Q: Why did Android move away from MVP?
A: Jetpack Compose changed how UI works - declarative state-driven rendering removes the need for a passive View. MVVM with LiveData or StateFlow fits better because ViewModel survives configuration changes natively, while Presenter lifecycle management was always manual and error-prone.

Q: (Senior) How do you handle multiple Views sharing one Model in MVP?
A: Create a separate Presenter per View, each owning its own View interface. Share the Model via dependency injection (single instance in the DI graph) or a pub-sub channel like RxJava subjects. Never share mutable state between Presenters directly - that reintroduces the coupling you were trying to avoid.

Examples

A real-world login screen following the MVP pattern used in Android before Compose:

java

// Model: pure business logic, no Android imports
class UserModel {
    boolean authenticate(String email, String pass) {
        return email.equals("test@test.com") && pass.equals("pass");
    }
}

// View interface: what the Presenter can call on the UI
interface LoginView {
    void showSuccess();
    void showError(String msg);
}

// Presenter: owns all logic, mediates between Model and View
class LoginPresenter {
    private UserModel model;
    private LoginView view;

    LoginPresenter(UserModel m, LoginView v) { model = m; view = v; }

    void login(String email, String pass) {
        if (model.authenticate(email, pass)) view.showSuccess();
        else view.showError("Invalid credentials");
    }
}

// Activity implements View interface, delegates everything to Presenter
public class LoginActivity implements LoginView {
    LoginPresenter presenter = new LoginPresenter(new UserModel(), this);

    public void onLoginClick(String email, String pass) {
        presenter.login(email, pass); // Activity knows nothing about Model
    }

    public void showSuccess() { /* navigate to dashboard */ }
    public void showError(String msg) { /* show toast with msg */ }
}

Testing this is straightforward: mock LoginView, inject into LoginPresenter, call presenter.login(...), verify which View method was called. No emulator, no Activity, fast test.

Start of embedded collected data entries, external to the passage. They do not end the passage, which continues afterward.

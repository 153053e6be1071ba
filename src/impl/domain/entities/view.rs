use std::sync::Arc;

#[derive(Debug, Clone, Copy, PartialEq, Eq, Hash)]
pub enum Route {
    Bills,
    NewBill,
}

impl Route {
    pub fn path(&self) -> &'static str {
        match self {
            Route::Bills => "#employee/bills",
            Route::NewBill => "#employee/bill/new",
        }
    }
}

/// Navigation callback provided by the router.
pub trait OnNavigate: Send + Sync {
    fn navigate(&self, route: Route);
}

impl<F> OnNavigate for F
where
    F: Fn(Route) + Send + Sync,
{
    fn navigate(&self, route: Route) {
        self(route)
    }
}

#[derive(Debug, Clone, PartialEq, Eq)]
pub struct ReceiptPreview {
    pub url: String,
    pub width: u32,
}

/// Modal displaying a bill's receipt.
pub trait ReceiptViewer: Send + Sync {
    fn show(&self, preview: ReceiptPreview);
}

impl<V: ReceiptViewer> ReceiptViewer for Arc<V> {
    fn show(&self, preview: ReceiptPreview) {
        V::show(self, preview)
    }
}
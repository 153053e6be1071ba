/// Lowercased extension of a file name: the text after its final dot.
#[derive(Debug, PartialEq, Eq)]
pub(crate) struct FileExtensionModel(String);

impl FileExtensionModel {
    pub(crate) fn of(file_name: &str) -> Option<Self> {
        file_name
            .rsplit_once('.')
            .map(|(_, ext)| FileExtensionModel(ext.to_lowercase()))
    }

    pub(crate) fn is_one_of<S: AsRef<str>>(&self, accepted: &[S]) -> bool {
        accepted.iter().any(|a| a.as_ref().eq_ignore_ascii_case(&self.0))
    }
}
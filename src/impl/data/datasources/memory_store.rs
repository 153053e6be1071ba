use async_trait::async_trait;
use fractic_server_error::ServerError;
use tokio::sync::Mutex;

use crate::{
    entities::{
        BillStatus, BillsCollection, CreateBillRequest, CreatedBill, RawBill, Store,
        UpdateBillRequest,
    },
    errors::{BillNotFound, MissingBillSelector},
};

/// In-process [`Store`] keeping bills in memory, in insertion order.
pub struct MemoryStore {
    bills: MemoryBills,
}

impl MemoryStore {
    pub fn new(file_base_url: impl Into<String>) -> Self {
        Self::with_bills(file_base_url, Vec::new())
    }

    /// Store preloaded with `bills`. New keys continue after the largest
    /// numeric id among them.
    pub fn with_bills(file_base_url: impl Into<String>, bills: Vec<RawBill>) -> Self {
        let last_key = bills
            .iter()
            .filter_map(|b| b.id.parse::<u64>().ok())
            .max()
            .unwrap_or(0);
        Self {
            bills: MemoryBills {
                file_base_url: file_base_url.into().trim_end_matches('/').to_string(),
                state: Mutex::new(MemoryBillsState {
                    next_key: last_key + 1,
                    records: bills,
                }),
            },
        }
    }
}

impl Store for MemoryStore {
    type Bills = MemoryBills;

    fn bills(&self) -> &Self::Bills {
        &self.bills
    }
}

pub struct MemoryBills {
    file_base_url: String,
    state: Mutex<MemoryBillsState>,
}

struct MemoryBillsState {
    records: Vec<RawBill>,
    next_key: u64,
}

#[async_trait]
impl BillsCollection for MemoryBills {
    async fn list(&self) -> Result<Vec<RawBill>, ServerError> {
        Ok(self.state.lock().await.records.clone())
    }

    async fn create(&self, request: CreateBillRequest) -> Result<CreatedBill, ServerError> {
        let mut state = self.state.lock().await;
        let key = state.next_key.to_string();
        state.next_key += 1;

        let file_name = request.data.file.name;
        let file_url = format!("{}/{}", self.file_base_url, file_name);
        state.records.push(RawBill {
            id: key.clone(),
            email: request.data.email,
            file_url: Some(file_url.clone()),
            file_name: Some(file_name),
            status: BillStatus::Pending.code().to_string(),
            ..Default::default()
        });

        Ok(CreatedBill { file_url, key })
    }

    async fn update(&self, request: UpdateBillRequest) -> Result<RawBill, ServerError> {
        let selector = request.selector.ok_or_else(MissingBillSelector::new)?;
        let mut state = self.state.lock().await;
        let record = state
            .records
            .iter_mut()
            .find(|r| r.id == selector)
            .ok_or_else(|| BillNotFound::new(&selector))?;

        let bill = request.data;
        let comment_admin = record.comment_admin.take();
        *record = RawBill {
            id: selector,
            email: bill.email,
            bill_type: bill.bill_type,
            name: bill.name,
            amount: bill.amount,
            date: bill.date,
            vat: bill.vat,
            pct: bill.pct,
            commentary: bill.commentary,
            file_url: bill.file_url,
            file_name: bill.file_name,
            status: bill.status.code().to_string(),
            comment_admin,
        };
        Ok(record.clone())
    }
}
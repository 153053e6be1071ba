use fractic_server_error::ServerError;
use serde_derive::Deserialize;

use crate::errors::InvalidRon;

/// Rules applied to new-bill submissions.
#[derive(Debug, Clone, PartialEq, Deserialize)]
#[serde(default)]
pub struct SubmissionConfig {
    /// Receipt extensions accepted on upload, compared case-insensitively.
    pub accepted_extensions: Vec<String>,
    /// Percentage used when the form's `pct` field is empty or not a number.
    pub default_pct: f64,
}

impl Default for SubmissionConfig {
    fn default() -> Self {
        Self {
            accepted_extensions: vec!["jpg".into(), "jpeg".into(), "png".into()],
            default_pct: 20.0,
        }
    }
}

impl SubmissionConfig {
    /// Parses a RON document, e.g.
    /// `(accepted_extensions: ["jpg", "png"], default_pct: 10.0)`.
    /// Omitted fields keep their default.
    pub fn from_ron(s: &str) -> Result<Self, ServerError> {
        ron::from_str(s).map_err(|e| InvalidRon::with_debug("SubmissionConfig", &e))
    }
}
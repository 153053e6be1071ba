use std::sync::Arc;

use async_trait::async_trait;
use fractic_server_error::ServerError;

use super::{
    bill::RawBill,
    receipt::{CreateBillRequest, CreatedBill, UpdateBillRequest},
};

/// Remote collection of bills.
#[async_trait]
pub trait BillsCollection: Send + Sync {
    async fn list(&self) -> Result<Vec<RawBill>, ServerError>;

    /// Uploads a receipt, creating the bill record it will be attached to.
    async fn create(&self, request: CreateBillRequest) -> Result<CreatedBill, ServerError>;

    async fn update(&self, request: UpdateBillRequest) -> Result<RawBill, ServerError>;
}

/// Remote data access object.
pub trait Store: Send + Sync {
    type Bills: BillsCollection;

    fn bills(&self) -> &Self::Bills;
}

impl<S: Store> Store for Arc<S> {
    type Bills = S::Bills;

    fn bills(&self) -> &Self::Bills {
        S::bills(self)
    }
}

/// Persistent string key-value storage owned by the host (the browser's
/// local storage, typically).
pub trait KeyValueStorage: Send + Sync {
    fn get_item(&self, key: &str) -> Option<String>;

    fn set_item(&self, key: &str, value: String);
}

impl<K: KeyValueStorage> KeyValueStorage for Arc<K> {
    fn get_item(&self, key: &str) -> Option<String> {
        K::get_item(self, key)
    }

    fn set_item(&self, key: &str, value: String) {
        K::set_item(self, key, value)
    }
}
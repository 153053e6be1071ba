mod r#impl;
pub(crate) use r#impl::data;
pub(crate) use r#impl::domain;
pub use r#impl::exports::*;
pub(crate) use r#impl::presentation;

pub mod containers {
    mod bills;
    mod new_bill;

    pub use bills::*;
    pub use new_bill::*;
}

pub mod config;
pub mod errors;

#[cfg(test)]
pub(crate) mod test_utils;
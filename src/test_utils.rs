use std::sync::{
    atomic::{AtomicUsize, Ordering},
    Arc, Mutex,
};

use async_trait::async_trait;
use fractic_server_error::ServerError;
use tracing::{subscriber::DefaultGuard, Event, Level, Subscriber};
use tracing_subscriber::{layer::Context, prelude::*, Layer};

use crate::{
    entities::{
        BillsCollection, CreateBillRequest, CreatedBill, RawBill, Store, UpdateBillRequest,
    },
    errors::StoreRequestFailed,
};

/// Levels of the events emitted on the current thread while the guard lives.
#[derive(Clone, Default)]
pub(crate) struct CapturedEvents(Arc<Mutex<Vec<Level>>>);

impl CapturedEvents {
    pub(crate) fn count(&self) -> usize {
        self.0.lock().unwrap().len()
    }

    pub(crate) fn count_at(&self, level: Level) -> usize {
        self.0.lock().unwrap().iter().filter(|l| **l == level).count()
    }
}

impl<S: Subscriber> Layer<S> for CapturedEvents {
    fn on_event(&self, event: &Event<'_>, _ctx: Context<'_, S>) {
        self.0.lock().unwrap().push(*event.metadata().level());
    }
}

pub(crate) fn capture_events() -> (DefaultGuard, CapturedEvents) {
    let events = CapturedEvents::default();
    let guard =
        tracing::subscriber::set_default(tracing_subscriber::registry().with(events.clone()));
    (guard, events)
}

pub(crate) fn fixture_bills() -> Vec<RawBill> {
    let bill = |id: &str, name: &str, date: &str, status: &str, amount: f64| RawBill {
        id: id.into(),
        email: Some("a@a".into()),
        bill_type: "Hôtel et logement".into(),
        name: name.into(),
        amount: Some(amount),
        date: date.into(),
        vat: "80".into(),
        pct: 20.0,
        commentary: "séminaire billed".into(),
        file_url: Some(format!("https://test.storage.tld/{id}.jpg")),
        file_name: Some(format!("{id}.jpg")),
        status: status.into(),
        comment_admin: None,
    };
    vec![
        bill("47qAXb6fIm2zOKkLzMro", "encore", "2004-04-04", "pending", 400.0),
        bill("BeKy5Mo4jkmdfPGYpTxZ", "test1", "2001-01-01", "refused", 100.0),
        bill("UIUZtnPQvnbFnB0ozvJh", "test3", "2003-03-03", "accepted", 300.0),
        bill("qcCK3SzECmaZAGRrHjaC", "test2", "2002-02-02", "refused", 200.0),
    ]
}

/// Store double recording every call it receives.
#[derive(Default)]
pub(crate) struct FakeStore {
    bills_calls: AtomicUsize,
    pub collection: FakeBills,
}

#[derive(Default)]
pub(crate) struct FakeBills {
    bills: Vec<RawBill>,
    fail_list: bool,
    fail_create: bool,
    fail_update: bool,
    pub created: Mutex<Vec<CreateBillRequest>>,
    pub updated: Mutex<Vec<UpdateBillRequest>>,
}

impl FakeStore {
    pub(crate) fn with_bills(bills: Vec<RawBill>) -> Self {
        let mut store = FakeStore::default();
        store.collection.bills = bills;
        store
    }

    pub(crate) fn failing_list(mut self) -> Self {
        self.collection.fail_list = true;
        self
    }

    pub(crate) fn failing_create(mut self) -> Self {
        self.collection.fail_create = true;
        self
    }

    pub(crate) fn failing_update(mut self) -> Self {
        self.collection.fail_update = true;
        self
    }

    pub(crate) fn bills_calls(&self) -> usize {
        self.bills_calls.load(Ordering::SeqCst)
    }
}

impl Store for FakeStore {
    type Bills = FakeBills;

    fn bills(&self) -> &Self::Bills {
        self.bills_calls.fetch_add(1, Ordering::SeqCst);
        &self.collection
    }
}

#[async_trait]
impl BillsCollection for FakeBills {
    async fn list(&self) -> Result<Vec<RawBill>, ServerError> {
        if self.fail_list {
            return Err(StoreRequestFailed::new("list", "Server error"));
        }
        Ok(self.bills.clone())
    }

    async fn create(&self, request: CreateBillRequest) -> Result<CreatedBill, ServerError> {
        self.created.lock().unwrap().push(request);
        if self.fail_create {
            return Err(StoreRequestFailed::new("create", "Server error"));
        }
        Ok(CreatedBill {
            file_url: "https://localhost:3456/images/test.jpg".into(),
            key: "1234".into(),
        })
    }

    async fn update(&self, request: UpdateBillRequest) -> Result<RawBill, ServerError> {
        self.updated.lock().unwrap().push(request.clone());
        if self.fail_update {
            return Err(StoreRequestFailed::new("update", "Server error"));
        }
        Ok(RawBill {
            id: request.selector.unwrap_or_default(),
            date: request.data.date,
            status: request.data.status.code().into(),
            ..Default::default()
        })
    }
}
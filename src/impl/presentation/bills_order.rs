use std::cmp::Ordering;

use crate::entities::DisplayBill;

/// Antichronological order used by the bills page: descending comparison of
/// the date strings as displayed.
pub fn antichrono_order(a: &DisplayBill, b: &DisplayBill) -> Ordering {
    b.date.cmp(&a.date)
}
use std::{
    collections::HashMap,
    sync::{PoisonError, RwLock},
};

use crate::entities::KeyValueStorage;

/// In-process stand-in for the browser's local storage.
#[derive(Debug, Default)]
pub struct MemoryKeyValueStorage {
    items: RwLock<HashMap<String, String>>,
}

impl MemoryKeyValueStorage {
    pub fn new() -> Self {
        Self::default()
    }
}

impl KeyValueStorage for MemoryKeyValueStorage {
    fn get_item(&self, key: &str) -> Option<String> {
        self.items
            .read()
            .unwrap_or_else(PoisonError::into_inner)
            .get(key)
            .cloned()
    }

    fn set_item(&self, key: &str, value: String) {
        self.items
            .write()
            .unwrap_or_else(PoisonError::into_inner)
            .insert(key.to_string(), value);
    }
}
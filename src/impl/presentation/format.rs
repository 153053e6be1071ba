use chrono::{Datelike as _, NaiveDate};

use crate::entities::BillStatus;

/// Capitalised French month abbreviations, cut to three letters.
const MONTHS: [&str; 12] = [
    "Jan", "Fév", "Mar", "Avr", "Mai", "Jui", "Jui", "Aoû", "Sep", "Oct", "Nov", "Déc",
];

/// Short French rendering of a bill date, e.g. 2004-04-04 → "4 Avr. 04".
pub fn format_date(date: NaiveDate) -> String {
    format!(
        "{} {}. {:02}",
        date.day(),
        MONTHS[date.month0() as usize],
        date.year().rem_euclid(100)
    )
}

/// Display label of a raw status code. Unknown codes are logged and shown as
/// they are.
pub fn format_status(status: &str) -> String {
    match BillStatus::from_code(status) {
        Some(BillStatus::Pending) => "En attente".to_string(),
        Some(BillStatus::Accepted) => "Accepté".to_string(),
        Some(BillStatus::Refused) => "Refusé".to_string(),
        None => {
            tracing::warn!(status, "unknown bill status");
            status.to_string()
        }
    }
}
use async_trait::async_trait;
use fractic_server_error::ServerError;

use crate::entities::{CreatedBill, NewBillPayload, RawBill, UploadedFile};

#[async_trait]
pub(crate) trait BillsRepository: Send + Sync {
    /// All bills, or none when no store is wired up yet.
    async fn list(&self) -> Result<Vec<RawBill>, ServerError>;

    async fn upload_receipt(
        &self,
        file: UploadedFile,
        email: Option<String>,
    ) -> Result<CreatedBill, ServerError>;

    /// Persists the assembled bill onto the record `bill_id` created by the
    /// upload. Returns `None` when no store is wired up.
    async fn finalize(
        &self,
        bill: NewBillPayload,
        bill_id: Option<String>,
    ) -> Result<Option<RawBill>, ServerError>;
}
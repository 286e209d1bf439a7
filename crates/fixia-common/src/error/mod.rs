//! Error types

mod realtime_error;

pub use realtime_error::{RealtimeError, RealtimeResult};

Express.js MVC - Keeping Controllers Thin

A common pattern in Express apps is writing Model logic directly inside route handlers. Here is the fixed version:

javascript

const express = require('express');
const app = express();

// Model layer: query definitions live here, not in controllers
class UserModel {
    async getActiveUsers() {
        return db.query('SELECT * FROM users WHERE active=1');
    }
    async getActiveUser(id) {
        return db.query('SELECT * FROM users WHERE id=? AND active=1', [id]);
    }
}

// Controllers stay thin: routing and response only
app.get('/users', async (req, res) => {
    const model = new UserModel();
    const users = await model.getActiveUsers();
    res.json(users);
});

app.get('/user/:id', async (req, res) => {
    const model = new UserModel();
    const user = await model.getActiveUser(req.params.id);
    res.json(user);
});

The query definition lives in one place. Change the WHERE active=1 condition once, and both endpoints get the fix automatically.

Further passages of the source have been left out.